An old Roman branch, likewise descended from the Cortona branch, was closely connected with the Roman Curia and papal circles. A family of prelates, scholars and major collectors, it included the antiquarian Giovanni Battista Casali and Cardinal Antonio Casali. In 1814, it united with the Del Drago family to form the Casali del Drago.

== History ==

=== From the origins to the lordship of Cortona ===

Palazzo Casali in Cortona.

Attested as early as 1217, the Casali belonged to a feudal family from the mountains around Cortona. Their possessions, including Casale, Castel Giudeo and Castel Gherardo, controlled the routes between the upper Tiber valley and the Valdichiana.

In 1325, Ranieri II Casali became lord of Cortona and Pierle. His descendants retained the lordship for more than eighty years.

Imperial office also marked the family's rise: Guglielmino Casali, podestà of Arezzo in 1307, later served as imperial vicar in Cortona and as grand gonfalonier general in 1314 and 1316; Bartolomeo, who succeeded his father Ranieri in 1351, was confirmed as imperial vicar by Emperor Charles IV in 1355.

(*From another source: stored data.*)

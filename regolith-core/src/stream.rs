//! Replays bytes read ahead of a CONNECT request before the live socket.

use bytes::{Buf, Bytes};
use std::io;
use std::pin::Pin;
use std::task::{Context, Poll};
use tokio::io::{AsyncRead, AsyncWrite, ReadBuf};

/// A stream that serves `prefix` first and then reads from `inner`.
///
/// Writes always go straight to `inner`.
#[derive(Debug)]
pub struct PrefixedStream<S> {
    prefix: Bytes,
    inner: S,
}

impl<S> PrefixedStream<S> {
    pub fn new(prefix: Bytes, inner: S) -> Self {
        Self { prefix, inner }
    }

    /// Bytes of the prefix not yet read.
    pub fn pending(&self) -> usize {
        self.prefix.len()
    }

    pub fn get_ref(&self) -> &S {
        &self.inner
    }
}

impl<S: AsyncRead + Unpin> AsyncRead for PrefixedStream<S> {
    fn poll_read(
        self: Pin<&mut Self>,
        cx: &mut Context<'_>,
        buf: &mut ReadBuf<'_>,
    ) -> Poll<io::Result<()>> {
        let this = self.get_mut();
        if this.prefix.has_remaining() {
            let n = this.prefix.len().min(buf.remaining());
            buf.put_slice(&this.prefix[..n]);
            this.prefix.advance(n);
            return Poll::Ready(Ok(()));
        }
        Pin::new(&mut this.inner).poll_read(cx, buf)
    }
}

impl<S: AsyncWrite + Unpin> AsyncWrite for PrefixedStream<S> {
    fn poll_write(
        self: Pin<&mut Self>,
        cx: &mut Context<'_>,
        buf: &[u8],
    ) -> Poll<io::Result<usize>> {
        Pin::new(&mut self.get_mut().inner).poll_write(cx, buf)
    }

    fn poll_flush(self: Pin<&mut Self>, cx: &mut Context<'_>) -> Poll<io::Result<()>> {
        Pin::new(&mut self.get_mut().inner).poll_flush(cx)
    }

    fn poll_shutdown(self: Pin<&mut Self>, cx: &mut Context<'_>) -> Poll<io::Result<()>> {
        Pin::new(&mut self.get_mut().inner).poll_shutdown(cx)
    }

    fn poll_write_vectored(
        self: Pin<&mut Self>,
        cx: &mut Context<'_>,
        bufs: &[io::IoSlice<'_>],
    ) -> Poll<io::Result<usize>> {
        Pin::new(&mut self.get_mut().inner).poll_write_vectored(cx, bufs)
    }

    fn is_write_vectored(&self) -> bool {
        self.inner.is_write_vectored()
    }
}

Francesco Senese had governed Cortona since 1400 when his nephew Aloigi Battista Casali had him assassinated in 1407 and seized power. This coup precipitated the lordship's final crisis: overthrown in 1409, Aloigi Battista had to surrender Cortona to King Ladislaus of Naples, who subsequently ceded the town to Florence. Casali rule over Cortona thus came to an end, and part of the family left the region.

=== Bologna, the Curia and European diplomacy ===

After initially taking refuge in the Imola area, the family settled permanently in Bologna in 1434 around Andrea Casali (died 1465), a grandson of Francesco Senese. A merchant and financier, Andrea obtained Bolognese citizenship in 1454 with the support of Cardinal Bessarion. By the following generation, the family had entered papal circles: his son Castellano, a doctor of canon law, was a protonotary under Innocent VIII and then apostolic secretary to Alexander VI; Castellano's brother Francesco was a banker and papal treasurer during the latter's pontificate. In 1495, Castellano and Francesco obtained a family chapel in the Basilica of San Domenico in Bologna, where the Mystic Marriage of Saint Catherine, painted in 1501 by Filippino Lippi for the Casali altar, is still preserved.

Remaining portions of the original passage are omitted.